The 2017-18 offseason saw the additions of Addison Reed, Zach Duke and Fernando Rodney to the bullpen, which gave fans some added excitement going into the season.
Duke and Rodney were as good or better than advertised, but Reed had the worst year of his eight-year career. With the Twins more or less out of contention by the All-Star break, two-thirds of those additions were traded along with Ryan Pressly and the Twins bullpen ended up with the 18th ranked bullpen according to FanGraphs WAR.
Heading into this offseason, the bullpen should again be a point of focus for the team as they look to support a promising starting rotation. Let’s start by looking at who the Twins currently have in-house coupled with a couple of free agency options at the end of the article.
May was far and away the best relief option once he returned from Tommy John surgery. His 13.3 K/9 as a reliever — takes out his “opener” appearances — put him at the top of the list of Twins relievers who have pitched at least 20 innings.
His 2016 mark of 12.7 is now sixth best all-time. Furthermore, his solid 3.20 ERA was a little inflated as his xFIP was 2.46. He doesn’t have an overpowering fastball — 94.4 mph is slightly above league average — but when that baby his pumped high and outside it results in a pretty good strikeout pitch.
According to Brooks Baseball, May adds about a quarter of a mile per hour on his fastball in a two-strike count and throws it 59.2 percent of the time. Below is a whiffs per swing chart that shows the progress that his fastball and curveball — the two pitches he throws the most — made from 2016-18.
Over his three-year major-league career, Rogers has established himself as a solid, consistent relief option out of the bullpen but really took a step forward in 2018.
He posted career bests in strikeout rate and home run rate while maintaining a great walk rate (6.2 percent). Like May, he doesn’t have an overpowering fastball but — unlike May — he relies on the movement of his pitches to fool batters.
A comparison of the horizontal movement between the two pitchers is graphed below. In 2018 he redeveloped his slider, which in turn lead to more success with the curveball which is his “out pitch.”
See, his slider and curveball have the same arm action and release point, but his slider is 5.0 miles per hour faster and has less of a sweeping motion compared to his curveball which moves an average 3.7 inches more across the plate.
According to Brooks Baseball, his whiff percentage on a two-strike curveball went from 19.7 percent in his first two seasons to 28.0 percent last season.

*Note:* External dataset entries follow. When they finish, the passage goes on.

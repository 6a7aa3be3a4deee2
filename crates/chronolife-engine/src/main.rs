//! Headless engine binary for the Chronolife simulation.
//!
//! This is the main entry point that wires together configuration, the
//! starting universe, operator controls, and the generation ticker. It runs
//! until the generation limit is reached or Ctrl-C requests a stop, then
//! writes the universe out.
//!
//! # Startup Sequence
//!
//! 1. Load configuration from `chronolife-config.yaml`
//! 2. Initialize structured logging (tracing) at the configured level
//! 3. Build the starting universe (load a file or randomize)
//! 4. Create operator state from the ticker config
//! 5. Install the Ctrl-C stop handler
//! 6. Run the ticker
//! 7. Save the universe and log the result

mod error;
mod session;
mod status_callback;

use std::path::Path;
use std::sync::Arc;

use chronolife_core::config::SimulationConfig;
use chronolife_core::operator::OperatorState;
use chronolife_core::runner;
use tokio::sync::Mutex;
use tracing::{info, warn};
use tracing_subscriber::EnvFilter;

use crate::error::EngineError;
use crate::status_callback::StatusCallback;

/// Configuration file looked up in the working directory.
const CONFIG_PATH: &str = "chronolife-config.yaml";

/// Application entry point for the engine.
///
/// # Errors
///
/// Returns an error if any initialization step, the run, or the final save
/// fails.
#[tokio::main]
async fn main() -> Result<(), Box<dyn std::error::Error>> {
    // 1. Load configuration.
    let (config, from_file) = load_config()?;

    // 2. Initialize structured logging.
    tracing_subscriber::fmt()
        .with_env_filter(
            EnvFilter::try_from_default_env()
                .unwrap_or_else(|_| EnvFilter::new(&config.logging.level)),
        )
        .with_target(true)
        .init();

    info!("chronolife-engine starting");
    if !from_file {
        info!(path = CONFIG_PATH, "Config file not found, using defaults");
    }
    info!(
        width = config.universe.width,
        height = config.universe.height,
        toroidal = config.universe.toroidal,
        interval_ms = config.ticker.interval_ms,
        max_generations = config.ticker.max_generations,
        "Configuration loaded"
    );

    // 3. Build the starting universe.
    let universe = Arc::new(Mutex::new(session::build_universe(&config.universe)?));

    // 4. Create operator state.
    let operator = Arc::new(OperatorState::new(&config.ticker));
    info!(
        max_generations = operator.max_generations(),
        tick_interval_ms = operator.tick_interval_ms(),
        "Operator state initialized"
    );

    // 5. Ctrl-C requests a clean stop.
    {
        let operator = Arc::clone(&operator);
        tokio::spawn(async move {
            match tokio::signal::ctrl_c().await {
                Ok(()) => {
                    info!("Interrupt received, stopping after current generation");
                    operator.request_stop();
                }
                Err(e) => warn!(error = %e, "Failed to listen for Ctrl-C"),
            }
        });
    }

    // 6. Run the ticker.
    let mut callback = StatusCallback::new(config.status.fields());
    let result = runner::run_simulation(&universe, &operator, &mut callback)
        .await
        .map_err(EngineError::from)?;
    runner::log_simulation_end(&result);

    // 7. Save.
    let written = {
        let guard = universe.lock().await;
        session::save_outputs(&guard, &config.output)?
    };

    info!(
        end_reason = ?result.end_reason,
        generations_computed = result.generations_computed,
        files_written = written.len(),
        elapsed_seconds = operator.elapsed_seconds(),
        "chronolife-engine shutdown complete"
    );

    Ok(())
}

/// Load and validate the configuration from `chronolife-config.yaml`.
///
/// Looks for the config file relative to the current working directory and
/// falls back to defaults (with environment overrides) when it is missing.
/// Returns the config and whether it came from the file.
fn load_config() -> Result<(SimulationConfig, bool), EngineError> {
    let config_path = Path::new(CONFIG_PATH);
    let (config, from_file) = if config_path.exists() {
        (SimulationConfig::from_file(config_path)?, true)
    } else {
        let mut config = SimulationConfig::default();
        config.apply_env_overrides();
        (config, false)
    };
    config.validate()?;
    Ok((config, from_file))
}
//! Plain-text universe codec.
//!
//! The format is line oriented:
//!
//! ```text
//! !Name: Blinker
//! !A period-2 oscillator.
//! .....
//! .OOO.
//! .....
//! ```
//!
//! - A line starting with `!Name: ` sets the name (rest of the line).
//! - Any other line starting with `!` contributes to the description. All
//!   description lines are trimmed and joined with single spaces, so a
//!   multi-line description comes back as one line.
//! - The first line not starting with `!` begins the grid. The grid width is
//!   the length of that first row; the height is the number of rows.
//! - `O` is alive; any other character is dead. A row shorter than the first
//!   leaves the missing cells untouched.

use chronolife_types::Board;

use crate::error::UniverseError;

/// Header prefix carrying the universe name.
pub const NAME_PREFIX: &str = "!Name: ";

/// Prefix of every header line.
pub const HEADER_PREFIX: char = '!';

/// [`NAME_PREFIX`] without the leading [`HEADER_PREFIX`].
const NAME_TAG: &str = "Name: ";

/// Character for a live cell.
pub const ALIVE: char = 'O';

/// Character for a dead cell.
pub const DEAD: char = '.';

/// A parsed plain-text universe.
///
/// Rows are kept exactly as long as they appeared in the input so that short
/// rows can be told apart from dead cells.
#[derive(Debug, Clone, PartialEq, Eq)]
pub struct PlainText {
    /// Universe name from the `!Name: ` header (empty if absent).
    pub name: String,
    /// Description, flattened to one line.
    pub description: String,
    /// Grid rows, `true` = alive.
    rows: Vec<Vec<bool>>,
    /// Length of the first grid row.
    width: usize,
}

impl PlainText {
    /// Parse a plain-text universe from its lines.
    ///
    /// # Errors
    ///
    /// Returns [`UniverseError::MalformedFile`] if there are no lines, no
    /// grid rows after the header, or the first grid row is empty.
    pub fn parse<S: AsRef<str>>(lines: &[S]) -> Result<Self, UniverseError> {
        if lines.is_empty() {
            return Err(UniverseError::malformed("file has no lines"));
        }

        let mut name = String::new();
        let mut description_parts: Vec<&str> = Vec::new();
        let mut grid_start = None;

        for (index, line) in lines.iter().enumerate() {
            let line = line.as_ref().trim_end_matches('\r');
            if let Some(rest) = line.strip_prefix(NAME_PREFIX) {
                rest.clone_into(&mut name);
            } else if let Some(rest) = line.strip_prefix(HEADER_PREFIX) {
                let part = rest.trim();
                if !part.is_empty() {
                    description_parts.push(part);
                }
            } else {
                grid_start = Some(index);
                break;
            }
        }

        let grid_lines = grid_start
            .and_then(|start| lines.get(start..))
            .ok_or_else(|| UniverseError::malformed("no grid rows after header"))?;

        let rows: Vec<Vec<bool>> = grid_lines
            .iter()
            .map(|line| decode_row(line.as_ref().trim_end_matches('\r')))
            .collect();

        let width = rows.first().map_or(0, Vec::len);
        if width == 0 {
            return Err(UniverseError::malformed("first grid row is empty"));
        }

        Ok(Self {
            name,
            description: description_parts.join(" "),
            rows,
            width,
        })
    }

    /// Parse a plain-text universe from a single string.
    ///
    /// # Errors
    ///
    /// Same as [`PlainText::parse`].
    pub fn parse_str(text: &str) -> Result<Self, UniverseError> {
        let lines: Vec<&str> = text.lines().collect();
        Self::parse(&lines)
    }

    /// Grid width (length of the first grid row).
    pub const fn width(&self) -> usize {
        self.width
    }

    /// Grid height (number of grid rows).
    pub fn height(&self) -> usize {
        self.rows.len()
    }

    /// Cell `(x, y)` of the grid, or `None` if that row is too short.
    pub fn cell(&self, x: usize, y: usize) -> Option<bool> {
        self.rows.get(y)?.get(x).copied()
    }

    /// Iterate over every cell present in the input as `(x, y, alive)`.
    ///
    /// Cells beyond the first row's width are not reported, and neither are
    /// cells missing from a short row.
    pub fn cells(&self) -> impl Iterator<Item = (usize, usize, bool)> + '_ {
        let width = self.width;
        self.rows.iter().enumerate().flat_map(move |(y, row)| {
            row.iter()
                .take(width)
                .enumerate()
                .map(move |(x, &alive)| (x, y, alive))
        })
    }

    /// Build a fresh board sized to the grid.
    ///
    /// # Errors
    ///
    /// Returns [`UniverseError::InvalidDimension`] if the grid is too large
    /// to allocate.
    pub fn to_board(&self) -> Result<Board, UniverseError> {
        let mut board =
            Board::dead(self.width, self.height()).ok_or(UniverseError::InvalidDimension {
                width: self.width,
                height: self.height(),
            })?;
        for (x, y, alive) in self.cells() {
            if alive {
                board.set(x, y, true);
            }
        }
        Ok(board)
    }
}

/// Decode one grid row: `O` is alive, everything else is dead.
pub fn decode_row(line: &str) -> Vec<bool> {
    line.chars().map(|ch| ch == ALIVE).collect()
}

/// Append one encoded row to `out` (no line terminator).
fn encode_row(row: &[bool], out: &mut String) {
    out.extend(row.iter().map(|&alive| if alive { ALIVE } else { DEAD }));
}

/// Encode a single row as a string.
pub fn row_string(row: &[bool]) -> String {
    let mut out = String::with_capacity(row.len());
    encode_row(row, &mut out);
    out
}

/// Flatten a possibly multi-line description to one line.
pub fn flatten_description(description: &str) -> String {
    description
        .lines()
        .map(str::trim)
        .filter(|part| !part.is_empty())
        .collect::<Vec<_>>()
        .join(" ")
}

/// Encode a board with its name and description header.
///
/// Every row, including the last, ends with a newline.
pub fn encode(board: &Board, name: &str, description: &str) -> String {
    let name = name.lines().next().unwrap_or_default();
    let description = flatten_description(description);
    let capacity = board
        .width()
        .saturating_add(1)
        .saturating_mul(board.height())
        .saturating_add(name.len())
        .saturating_add(description.len())
        .saturating_add(NAME_PREFIX.len())
        .saturating_add(4);
    let mut out = String::with_capacity(capacity);

    out.push_str(NAME_PREFIX);
    out.push_str(name);
    out.push('\n');
    out.push(HEADER_PREFIX);
    // A description that reads like a name header is shifted by a space;
    // parsing trims it back off.
    if description.starts_with(NAME_TAG) {
        out.push(' ');
    }
    out.push_str(&description);
    out.push('\n');
    for row in board.rows() {
        encode_row(row, &mut out);
        out.push('\n');
    }
    out
}

/// Encode only the grid rows, joined by newlines with no trailing newline.
pub fn encode_cells(board: &Board) -> String {
    board.rows().map(row_string).collect::<Vec<_>>().join("\n")
}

Hildenberger was a 22nd-round pick in 2014 who fast-tracked to the majors in about three calendar years. That alone is pretty impressive, and when he had similar success in 2017 the Twins thought they had found a diamond in the rough, so to speak.
Then 2018 happened.
To be fair, 2018 wasn’t awful as he pitched at replacement level with a 0.0 WAR according to FanGraphs, but it was a significant decline compared to his 0.8 WAR in 2017.
So what happened? Quite simply — hitters figured him out.
Often when you see a positive or negative change in results you can look at some “behind the scene” metrics like a change in velocity, pitch movement and/or in mechanics. According to Brooks Baseball, Hildenberger metrics in all of those areas were pretty similar from 2017 to 2018.
Comparing the two seasons, he struck out fewer hitters while walking more and was hit harder in 2018 — which you can see below from Baseball Savant.
Entering 2019, Hildenberger will have a role within the bullpen but it will remain to be seen if he can be trusted in high leverage situations. For now — and every bullpen has a guy like this — he will bridge the gap between the starters and the aforementioned relievers.
Like Logan Morrison, Reed was a very good and relatively cheap signing prior to the 2018 season.
Unfortunately — like Morrison — Reed went on to have the worst year of his eight-year major league career.
The culprit seems to be his go-to pitch, which is his fastball that he throws almost 70 percent of the time. Compared to the previous seven seasons, his fastball lost more than two miles per hour — and was over three miles per hour after he returned from injury — which should be a huge red flag for him and the Twins.
In 2012, Bill Petti — now of Hardball Times — provided the following research on the FanGraphs blogs.
According to this data, only five percent of pitchers that lost velocity in their age-28 seasons were able to regain some of their velocity. That’s not a good sign.
The biggest hope that the Twins have is that — even after returning from a triceps injury in late July — he still wasn’t fully healthy and will be able to use this offseason to recover.
It really won’t be until late Spring Training where we will have an indication whether Reed can bounce back in 2019. If some of his velocity is back he will fill a similar role to Hildenberger until he proves he can get hitters out.
If his velocity is not back, then he will have to rely on his command which was significantly better in August and September than it was in prior four months.
The Twins will have various pitchers competing for the fourth and fifth spots in the rotation, and it is very possible that they decided to keep a couple of those guys in the bullpen at the big league level. Here you can find my list of pitchers who could fit this role.
The Twins need to add one bullpen arm via free agency and preferably add two. In his Free Agent Buyers Guide and Offseason Blueprint, Brandon Warne suggests David Robertson and Cody Allen as good fits for the Twins.